§ **What needs to be done**: Every line containing the word "impl" is to be copied from the data below.

§ **Collected data entries**:
*** Block opens ***

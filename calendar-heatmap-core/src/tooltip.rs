//! Tooltip overlay.
//!
//! One reusable overlay whose content is rebuilt on every hover. Content is
//! kept as structured lines and rendered to HTML only when the heatmap is
//! serialised.

use crate::animation::TooltipOpacity;
use crate::format::{
    format_long_date, format_long_datetime, format_time, format_time_breakdown, format_tracked,
};
use crate::types::{AggregateNode, CategorySummary, DayRecord, DetailEntry};

/// Categories listed by name before the rest fold into "Other".
pub const TOP_CATEGORIES: usize = 5;

/// Step used when nudging the tooltip back inside the viewport.
const NUDGE_STEP: f64 = 10.0;

#[derive(Debug, Clone, PartialEq, Eq)]
pub enum TooltipLine {
    /// Bold heading line
    Header(String),
    /// Plain line
    Text(String),
    /// Bold label followed by a value
    Row { label: String, value: String },
    /// Vertical gap
    Break,
}

#[derive(Debug, Clone, Default, PartialEq)]
pub struct Tooltip {
    pub lines: Vec<TooltipLine>,
    pub x: f64,
    pub y: f64,
    pub opacity: f64,
}

impl TooltipOpacity for Tooltip {
    fn opacity(&self) -> f64 {
        self.opacity
    }

    fn set_opacity(&mut self, value: f64) {
        self.opacity = value;
    }
}

impl Tooltip {
    pub fn is_visible(&self) -> bool {
        self.opacity > 0.0 && !self.lines.is_empty()
    }

    /// Replace the content and move the overlay.
    pub fn show(&mut self, lines: Vec<TooltipLine>, x: f64, y: f64) {
        self.lines = lines;
        self.x = x;
        self.y = y;
    }

    pub fn text(&self) -> String {
        self.lines
            .iter()
            .filter_map(|line| match line {
                TooltipLine::Header(s) | TooltipLine::Text(s) => Some(s.clone()),
                TooltipLine::Row { label, value } if label.is_empty() => Some(value.clone()),
                TooltipLine::Row { label, value } => Some(format!("{} {}", label, value)),
                TooltipLine::Break => None,
            })
            .collect::<Vec<_>>()
            .join("\n")
    }

    pub fn to_html(&self) -> String {
        let mut html = String::new();
        for line in &self.lines {
            match line {
                TooltipLine::Header(s) => {
                    html.push_str(&format!(
                        "<div class=\"header\"><strong>{}</strong></div>",
                        escape(s)
                    ));
                }
                TooltipLine::Text(s) => html.push_str(&format!("<div>{}</div>", escape(s))),
                TooltipLine::Row { label, value } => {
                    let label = if label.is_empty() {
                        String::new()
                    } else {
                        format!("<strong>{}</strong>", escape(label))
                    };
                    html.push_str(&format!(
                        "<div><span>{}</span><span>{}</span></div>",
                        label,
                        escape(value)
                    ));
                }
                TooltipLine::Break => html.push_str("<br>"),
            }
        }
        html
    }
}

/// Minimal HTML text escaping.
pub fn escape(text: &str) -> String {
    let mut out = String::with_capacity(text.len());
    for c in text.chars() {
        match c {
            '&' => out.push_str("&amp;"),
            '<' => out.push_str("&lt;"),
            '>' => out.push_str("&gt;"),
            '"' => out.push_str("&quot;"),
            '\'' => out.push_str("&#39;"),
            _ => out.push(c),
        }
    }
    out
}

/// The first `limit` categories; anything beyond folds into one "Other" entry
/// holding the sum of the remainder.
pub fn top_categories(summary: &[CategorySummary], limit: usize) -> Vec<CategorySummary> {
    if summary.len() <= limit {
        return summary.to_vec();
    }
    let mut top = summary[..limit].to_vec();
    let rest = summary[limit..]
        .iter()
        .fold(0, |sum, c| u64::saturating_add(sum, c.value));
    top.push(CategorySummary::new("Other", rest));
    top
}

/// Move `x` left in fixed steps until a tooltip needing `needed` pixels fits
/// inside `width`.
pub fn nudge_left(mut x: f64, width: f64, needed: f64) -> f64 {
    if width - x >= needed {
        return x;
    }
    let steps = ((needed - (width - x)) / NUDGE_STEP).ceil();
    x -= steps * NUDGE_STEP;
    x
}

/// Year block on the global overview: breakdown of the total and top categories.
pub fn period_lines(node: &AggregateNode) -> Vec<TooltipLine> {
    let mut lines = Vec::new();
    let breakdown = format_time_breakdown(node.total);
    let mut parts = breakdown.into_iter();
    lines.push(TooltipLine::Row {
        label: "Total time tracked:".to_string(),
        value: parts.next().unwrap_or_default(),
    });
    for part in parts {
        lines.push(TooltipLine::Row {
            label: String::new(),
            value: part,
        });
    }
    lines.push(TooltipLine::Break);

    let top = top_categories(&node.summary, TOP_CATEGORIES);
    let folded = node.summary.len() > TOP_CATEGORIES;
    for (i, category) in top.iter().enumerate() {
        if folded && i == TOP_CATEGORIES {
            lines.push(TooltipLine::Break);
            lines.push(TooltipLine::Row {
                label: "Other:".to_string(),
                value: format_time(category.value),
            });
        } else {
            lines.push(TooltipLine::Row {
                label: category.name.clone(),
                value: format_time(category.value),
            });
        }
    }
    lines
}

/// Day cell on the year overview: total, date and every category.
pub fn day_lines(record: &DayRecord, summary: &[CategorySummary]) -> Vec<TooltipLine> {
    let mut lines = vec![
        TooltipLine::Header(format!("{} tracked", format_tracked(record.total))),
        TooltipLine::Text(format!("on {}", format_long_date(record.date))),
        TooltipLine::Break,
    ];
    lines.extend(summary.iter().map(|c| TooltipLine::Row {
        label: c.name.clone(),
        value: format_time(c.value),
    }));
    lines
}

/// One category segment of a day block on the month/week overviews.
pub fn segment_lines(category: &CategorySummary, date: chrono::NaiveDate) -> Vec<TooltipLine> {
    vec![
        TooltipLine::Header(category.name.clone()),
        TooltipLine::Break,
        TooltipLine::Text(format!("{} tracked", format_tracked(category.value))),
        TooltipLine::Text(format!("on {}", format_long_date(date))),
    ]
}

/// One tracked interval on the day overview.
pub fn detail_lines(detail: &DetailEntry) -> Vec<TooltipLine> {
    vec![
        TooltipLine::Header(detail.name.clone()),
        TooltipLine::Break,
        TooltipLine::Text(format!("{} tracked", format_tracked(detail.value))),
        TooltipLine::Text(format!("on {}", format_long_datetime(detail.date))),
    ]
}

#[cfg(test)]
mod tests {
    use super::*;
    use chrono::NaiveDate;

    fn summary(values: &[u64]) -> Vec<CategorySummary> {
        values
            .iter()
            .enumerate()
            .map(|(i, v)| CategorySummary::new(format!("c{}", i), *v))
            .collect()
    }

    #[test]
    fn test_top_categories_short_list_unchanged() {
        let s = summary(&[50, 40, 30, 20, 10]);
        assert_eq!(top_categories(&s, TOP_CATEGORIES), s);
        assert!(top_categories(&[], TOP_CATEGORIES).is_empty());
    }

    #[test]
    fn test_top_categories_folds_remainder() {
        let s = summary(&[70, 60, 50, 40, 30, 20, 10, 5]);
        let top = top_categories(&s, TOP_CATEGORIES);
        assert_eq!(top.len(), 6);
        assert_eq!(top[..5], s[..5]);
        assert_eq!(top[5], CategorySummary::new("Other", 35));
    }

    #[test]
    fn test_nudge_left() {
        assert_eq!(nudge_left(100.0, 1000.0, 325.0), 100.0);
        // 1000 - 700 = 300 < 325: needs 25 more, i.e. three steps
        assert_eq!(nudge_left(700.0, 1000.0, 325.0), 670.0);
        let x = nudge_left(995.0, 1000.0, 325.0);
        assert!(1000.0 - x >= 325.0);
        assert!(1000.0 - x < 335.0);
    }

    #[test]
    fn test_period_lines() {
        let node = AggregateNode {
            date: NaiveDate::from_ymd_opt(2024, 1, 1).unwrap(),
            total: 86_400 + 3_600,
            summary: summary(&[60_000, 20_000, 5_000, 3_000, 1_000, 600, 400]),
        };
        let lines = period_lines(&node);
        assert_eq!(
            lines[0],
            TooltipLine::Row {
                label: "Total time tracked:".into(),
                value: "1 day".into()
            }
        );
        assert_eq!(
            lines[1],
            TooltipLine::Row {
                label: String::new(),
                value: "1 hour".into()
            }
        );
        assert_eq!(
            lines.last(),
            Some(&TooltipLine::Row {
                label: "Other:".into(),
                value: "16 minutes".into()
            })
        );
    }

    #[test]
    fn test_html_is_escaped() {
        let mut tooltip = Tooltip::default();
        tooltip.show(vec![TooltipLine::Header("<b>&".into())], 0.0, 0.0);
        assert_eq!(
            tooltip.to_html(),
            "<div class=\"header\"><strong>&lt;b&gt;&amp;</strong></div>"
        );
        assert!(!tooltip.is_visible());
        tooltip.opacity = 1.0;
        assert!(tooltip.is_visible());
        assert_eq!(tooltip.text(), "<b>&");
    }
}
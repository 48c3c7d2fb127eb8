//! The heatmap component: navigation state, event routing and the
//! two-phase level transitions.
//!
//! A level change runs in two phases. First every element of the current
//! level plays its exit transition; the exit barrier opens once all of them
//! have been removed from the scene. Then the next level is rendered and
//! plays its entrance; the enter barrier opens once the last entering element
//! has finished, and the heatmap is idle again. Events arriving in between are
//! dropped.

use chrono::{Local, NaiveDate};

use crate::aggregate::{aggregate_period, aggregate_where, period_has_data, summarize_all, Period};
use crate::animation::{Barrier, Finished, Jitter, Phase, Target, Timeline, Tween};
use crate::layout::{Settings, MIN_WIDTH};
use crate::levels::{self, blocks, day, global, year, Binding, Canvas, LevelContext, TooltipPlacement};
use crate::scale::{Rgb, DEFAULT_COLOR};
use crate::scene::{ElementId, Scene};
use crate::svg;
use crate::tooltip::Tooltip;
use crate::types::{DayRecord, DetailEntry, Overview, Selection};

/// Callback invoked when a bar of the day overview is clicked.
pub type DetailHandler = Box<dyn FnMut(&DetailEntry)>;

/// Options a heatmap is mounted with.
#[derive(Debug, Clone)]
pub struct HeatmapOptions {
    /// Accent color of the scales
    pub color: Rgb,
    /// Level shown first
    pub overview: Overview,
    /// Width of the hosting container in pixels
    pub container_width: f64,
    /// Date the layout and unselected levels anchor on
    pub today: NaiveDate,
    pub settings: Settings,
    /// Seed for the entrance jitter; `None` draws one from the OS
    pub seed: Option<u64>,
}

impl Default for HeatmapOptions {
    fn default() -> Self {
        Self {
            color: DEFAULT_COLOR,
            overview: Overview::Global,
            container_width: MIN_WIDTH,
            today: Local::now().date_naive(),
            settings: Settings::default(),
            seed: None,
        }
    }
}

/// Where the heatmap is in a level change.
#[derive(Debug, Clone, Copy, PartialEq, Eq)]
enum NavPhase {
    Idle,
    /// Waiting for the previous level to leave
    Exiting(Barrier),
    /// Waiting for the new level to finish its entrance
    Entering(Barrier),
}

pub struct CalendarHeatmap {
    data: Vec<DayRecord>,
    color: Rgb,
    overview: Overview,
    history: Vec<Overview>,
    selection: Option<Selection>,
    phase: NavPhase,
    scene: Scene,
    timeline: Timeline,
    jitter: Jitter,
    tooltip: Tooltip,
    settings: Settings,
    today: NaiveDate,
    context: LevelContext,
    handler: Option<DetailHandler>,
    hovered: Option<ElementId>,
    /// Settings changed while the level on screen was still entering
    pending_resize: bool,
}

impl std::fmt::Debug for CalendarHeatmap {
    fn fmt(&self, f: &mut std::fmt::Formatter<'_>) -> std::fmt::Result {
        f.debug_struct("CalendarHeatmap")
            .field("records", &self.data.len())
            .field("overview", &self.overview)
            .field("history", &self.history)
            .field("selection", &self.selection)
            .field("phase", &self.phase)
            .field("elements", &self.scene.len())
            .finish_non_exhaustive()
    }
}
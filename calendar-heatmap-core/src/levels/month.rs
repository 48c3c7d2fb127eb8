//! Month overview.

use chrono::NaiveDate;

use super::{blocks, Canvas, Rendered};
use crate::aggregate::Period;
use crate::types::Overview;

pub const GROUP_CLASS: &str = "item-block-month";

pub fn render(canvas: &mut Canvas<'_>, anchor: NaiveDate) -> Rendered {
    blocks::render(canvas, Overview::Month, Period::month_of(anchor), GROUP_CLASS)
}
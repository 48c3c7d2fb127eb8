//! Level renderers: one per overview.
//!
//! A renderer binds its slice of the dataset to scene elements, schedules
//! their entrance and returns a [`LevelContext`] holding the scales the event
//! handlers need later. Handlers never capture renderer state; the heatmap
//! passes the context back in explicitly.

pub mod blocks;
pub mod day;
pub mod global;
pub mod month;
pub mod week;
pub mod year;

use chrono::NaiveDate;

use crate::animation::{Jitter, Phase, Target, Timeline, Tween};
use crate::layout::Settings;
use crate::scale::{BandScale, Rgb};
use crate::scene::{Element, ElementId, Layer, Scene, Shape};
use crate::tooltip::TooltipLine;
use crate::types::{DayRecord, Overview};

pub const WEEKDAY_LABEL_CLASS: &str = "label-day";
pub const BACK_BUTTON_CLASS: &str = "button-back";

/// Opacity of elements that do not match a hovered label.
pub const DIMMED_OPACITY: f64 = 0.1;

/// Offset that vertically centres a block inside its row.
pub const ROW_OFFSET: f64 = 15.0;

/// The datum an element is bound to; decides how events on it are handled.
#[derive(Debug, Clone, PartialEq, Eq)]
pub enum Binding {
    /// Decorative; events fall through to the parent group
    None,
    /// Global overview: one block per year
    YearBlock(i32),
    YearLabel(i32),
    /// Year overview: one cell per day record (dataset index)
    DayCell(usize),
    /// Year overview month label (1-12)
    MonthLabel(u32),
    /// Weekday row label (0 = Sunday)
    WeekdayLabel(u32),
    /// Month/week overview: one group per day record (dataset index)
    DayBlock(usize),
    /// One category slice inside a day block
    CategorySegment { day: usize, category: usize },
    /// Week column label, keyed by the week's Sunday
    WeekLabel(NaiveDate),
    /// Day overview: one bar per detail entry
    DetailBar { day: usize, detail: usize },
    /// Day overview hour label (0-23)
    HourLabel(u32),
    /// Day overview category row label
    CategoryLabel(String),
    BackButton,
}

/// Everything a renderer draws with.
pub struct Canvas<'a> {
    pub scene: &'a mut Scene,
    pub timeline: &'a mut Timeline,
    pub jitter: &'a mut Jitter,
    pub settings: &'a Settings,
    pub data: &'a [DayRecord],
    pub color: Rgb,
}

/// Scales and slices of the level on screen, handed to event handlers.
#[derive(Debug, Clone)]
pub enum LevelContext {
    /// Nothing rendered yet
    Empty,
    Global(global::GlobalContext),
    Year(year::YearContext),
    Month(blocks::BlockContext),
    Week(blocks::BlockContext),
    Day(day::DayContext),
}

/// Result of rendering a level.
#[derive(Debug)]
pub struct Rendered {
    pub context: LevelContext,
    /// Number of entrance transitions the enter barrier waits for
    pub entering: usize,
}

/// Tooltip content and position for a hovered element.
#[derive(Debug, Clone, PartialEq)]
pub struct TooltipPlacement {
    pub lines: Vec<TooltipLine>,
    pub x: f64,
    pub y: f64,
}

impl<'a> Canvas<'a> {
    pub fn insert(&mut self, element: Element) -> ElementId {
        self.scene.insert(element)
    }

    /// Fade in with a delay that grows with the element's index.
    pub fn enter_staggered(&mut self, id: ElementId, index: usize) {
        let duration = self.settings.transition_duration;
        self.timeline.schedule(
            Tween::opacity(Target::Element(id), 1.0)
                .delay(Jitter::stagger(index, duration))
                .duration(duration)
                .phase(Phase::Enter),
        );
    }

    /// Fade in to `opacity` after a random delay; finishes within one
    /// transition duration.
    pub fn enter_jittered(&mut self, id: ElementId, opacity: f64) {
        let duration = self.settings.transition_duration;
        let delay = self.jitter.delay(duration);
        self.timeline.schedule(
            Tween::opacity(Target::Element(id), opacity)
                .delay(delay)
                .duration(duration / 2)
                .phase(Phase::Enter),
        );
    }

    /// Rows for the seven weekdays, Sunday first.
    pub fn weekday_scale(&self) -> BandScale<u32> {
        BandScale::new(
            (0..7).collect(),
            (self.settings.label_padding, self.settings.height),
            0.0,
        )
    }

    fn label(&self, class: &str, x: f64, y: f64, text: String, binding: Binding) -> Element {
        Element::new(
            &format!("label {}", class),
            Layer::Labels,
            Shape::Text {
                x,
                y,
                text,
                font_size: self.settings.font_size(),
            },
            binding,
        )
    }

    pub fn insert_label(&mut self, class: &str, x: f64, y: f64, text: String, binding: Binding) {
        let label = self.label(class, x, y, text, binding);
        self.scene.insert(label);
    }

    /// Single-letter weekday labels down the left edge.
    pub fn draw_weekday_labels(&mut self) {
        let scale = self.weekday_scale();
        let x = self.settings.label_padding / 3.0;
        for weekday in 0..7u32 {
            let y = scale.position(&weekday).unwrap_or_default() + scale.bandwidth() / 1.75;
            self.insert_label(
                WEEKDAY_LABEL_CLASS,
                x,
                y,
                crate::format::weekday_initial(weekday).to_string(),
                Binding::WeekdayLabel(weekday),
            );
        }
    }

    /// Circular "back" button in the top-left corner.
    pub fn draw_back_button(&mut self) {
        let stale = self.scene.remove_class("button");
        self.timeline.forget(&stale);
        let s = self.settings;
        let group = self.scene.insert(
            Element::new(
                &format!("button {}", BACK_BUTTON_CLASS),
                Layer::Buttons,
                Shape::Group { x: 0.0, y: 0.0 },
                Binding::BackButton,
            )
            .with_opacity(0.0),
        );
        let cx = s.label_padding / 2.25;
        let cy = s.label_padding / 2.5;
        self.scene.insert(
            Element::new(
                "",
                Layer::Buttons,
                Shape::Circle {
                    cx,
                    cy,
                    r: s.item_size / 2.0,
                },
                Binding::None,
            )
            .with_parent(group),
        );
        self.scene.insert(
            Element::new(
                "",
                Layer::Buttons,
                Shape::Text {
                    x: cx,
                    y: cy + (s.width / 100.0).floor() / 3.0,
                    text: "\u{2190}".to_string(),
                    font_size: s.font_size(),
                },
                Binding::None,
            )
            .with_parent(group),
        );
        self.timeline.schedule(
            Tween::opacity(Target::Element(group), 1.0).duration(s.transition_duration),
        );
    }

    fn fade_out(&mut self, id: ElementId) -> usize {
        self.timeline.schedule(
            Tween::opacity(Target::Element(id), 0.0)
                .duration(self.settings.transition_duration)
                .phase(Phase::Exit)
                .remove(),
        );
        1
    }

    /// Fade out while sliding a third of the width left (even) or right (odd).
    fn slide_out(&mut self, id: ElementId, index: usize) -> usize {
        let offset = self.settings.width / 3.0;
        let to = if index % 2 == 0 { -offset } else { offset };
        self.timeline.schedule(
            Tween::x(Target::Element(id), to)
                .duration(self.settings.transition_duration)
                .phase(Phase::Exit),
        );
        self.fade_out(id) + 1
    }

    fn remove_labels(&mut self, classes: &[&str]) {
        for class in classes {
            let removed = self.scene.remove_class(class);
            self.timeline.forget(&removed);
        }
    }

    fn exit_back_button(&mut self) -> usize {
        let buttons = self.scene.with_class("button");
        buttons.into_iter().map(|id| self.fade_out(id)).sum()
    }
}

/// Render `overview`. Items and labels left over from an earlier render of
/// the same level are dropped first.
pub fn render(
    canvas: &mut Canvas<'_>,
    overview: Overview,
    anchor: NaiveDate,
    day: Option<usize>,
) -> Rendered {
    clear(canvas, overview);
    match overview {
        Overview::Global => global::render(canvas),
        Overview::Year => year::render(canvas, anchor),
        Overview::Month => month::render(canvas, anchor),
        Overview::Week => week::render(canvas, anchor),
        Overview::Day => match day {
            Some(index) => day::render(canvas, index),
            None => Rendered {
                context: LevelContext::Empty,
                entering: 0,
            },
        },
    }
}

/// Drop `overview`'s items and labels immediately, without transitions.
pub fn clear(canvas: &mut Canvas<'_>, overview: Overview) {
    let classes: &[&str] = match overview {
        Overview::Global => &[global::ITEM_CLASS, global::LABEL_CLASS],
        Overview::Year => &[year::ITEM_CLASS, year::MONTH_LABEL_CLASS, WEEKDAY_LABEL_CLASS],
        Overview::Month => &[month::GROUP_CLASS, blocks::WEEK_LABEL_CLASS, WEEKDAY_LABEL_CLASS],
        Overview::Week => &[week::GROUP_CLASS, blocks::WEEK_LABEL_CLASS, WEEKDAY_LABEL_CLASS],
        Overview::Day => &[
            day::ITEM_CLASS,
            day::TIME_LABEL_CLASS,
            day::CATEGORY_LABEL_CLASS,
        ],
    };
    canvas.remove_labels(classes);
}

/// Start the exit of `overview`'s visuals. Labels go at once; items and the
/// back button fade out and are removed when their transition ends.
///
/// Returns the number of exit transitions the exit barrier waits for.
pub fn exit(canvas: &mut Canvas<'_>, overview: Overview) -> usize {
    let mut exiting = 0;
    match overview {
        Overview::Global => {
            for id in canvas.scene.with_class(global::ITEM_CLASS) {
                exiting += canvas.fade_out(id);
            }
            canvas.remove_labels(&[global::LABEL_CLASS]);
        }
        Overview::Year => {
            for id in canvas.scene.with_class(year::ITEM_CLASS) {
                exiting += canvas.fade_out(id);
            }
            canvas.remove_labels(&[WEEKDAY_LABEL_CLASS, year::MONTH_LABEL_CLASS]);
        }
        Overview::Month | Overview::Week => {
            let group_class = if overview == Overview::Month {
                month::GROUP_CLASS
            } else {
                week::GROUP_CLASS
            };
            for group in canvas.scene.with_class(group_class) {
                for (index, segment) in canvas.scene.children(group).into_iter().enumerate() {
                    exiting += canvas.slide_out(segment, index);
                }
                exiting += canvas.fade_out(group);
            }
            canvas.remove_labels(&[WEEKDAY_LABEL_CLASS, blocks::WEEK_LABEL_CLASS]);
        }
        Overview::Day => {
            for (index, id) in canvas
                .scene
                .with_class(day::ITEM_CLASS)
                .into_iter()
                .enumerate()
            {
                exiting += canvas.slide_out(id, index);
            }
            canvas.remove_labels(&[day::TIME_LABEL_CLASS, day::CATEGORY_LABEL_CLASS]);
        }
    }
    exiting + canvas.exit_back_button()
}

/// For a hovered label, whether an item bound to `item` stays highlighted.
/// `None` when `label` is not a highlighting label.
pub fn label_matches(data: &[DayRecord], label: &Binding, item: &Binding) -> Option<bool> {
    use chrono::Datelike;

    let day_date = |index: &usize| data.get(*index).map(|r| r.date);
    let matches = match (label, item) {
        (Binding::YearLabel(year), Binding::YearBlock(block)) => year == block,
        (Binding::MonthLabel(month), Binding::DayCell(i)) => {
            day_date(i).map(|d| d.month()) == Some(*month)
        }
        (Binding::WeekdayLabel(weekday), Binding::DayCell(i) | Binding::DayBlock(i)) => {
            day_date(i).map(|d| d.weekday().num_days_from_sunday()) == Some(*weekday)
        }
        (Binding::WeekLabel(start), Binding::DayBlock(i)) => {
            day_date(i).map(crate::aggregate::start_of_week) == Some(*start)
        }
        (Binding::HourLabel(hour), Binding::DetailBar { day, detail }) => {
            let Some(entry) = data.get(*day).and_then(|r| r.details.get(*detail)) else {
                return Some(false);
            };
            let mark = entry.date.date().and_hms_opt(*hour, 0, 0);
            mark.map_or(false, |mark| entry.date <= mark && mark <= entry.end())
        }
        (Binding::CategoryLabel(name), Binding::DetailBar { day, detail }) => data
            .get(*day)
            .and_then(|r| r.details.get(*detail))
            .map_or(false, |entry| &entry.name == name),
        (
            Binding::YearLabel(_)
            | Binding::MonthLabel(_)
            | Binding::WeekdayLabel(_)
            | Binding::WeekLabel(_)
            | Binding::HourLabel(_)
            | Binding::CategoryLabel(_),
            _,
        ) => false,
        _ => return None,
    };
    Some(matches)
}

/// Class of the elements a label on `overview` highlights.
pub fn highlight_class(overview: Overview) -> &'static str {
    match overview {
        Overview::Global => global::ITEM_CLASS,
        Overview::Year => year::ITEM_CLASS,
        Overview::Month => month::GROUP_CLASS,
        Overview::Week => week::GROUP_CLASS,
        Overview::Day => day::ITEM_CLASS,
    }
}

/// Resting opacity of `overview`'s items.
pub fn resting_opacity(overview: Overview) -> f64 {
    match overview {
        Overview::Day => day::BAR_OPACITY,
        _ => 1.0,
    }
}
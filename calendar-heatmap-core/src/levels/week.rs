//! Week overview: the month layout narrowed to a single column.

use chrono::NaiveDate;

use super::{blocks, Canvas, Rendered};
use crate::aggregate::Period;
use crate::types::Overview;

pub const GROUP_CLASS: &str = "item-block-week";

pub fn render(canvas: &mut Canvas<'_>, anchor: NaiveDate) -> Rendered {
    blocks::render(canvas, Overview::Week, Period::week_of(anchor), GROUP_CLASS)
}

*** Block closes ***

§ **Task result**:
impl TooltipOpacity for Tooltip {
impl Tooltip {
impl Default for HeatmapOptions {
impl std::fmt::Debug for CalendarHeatmap {
impl<'a> Canvas<'a> {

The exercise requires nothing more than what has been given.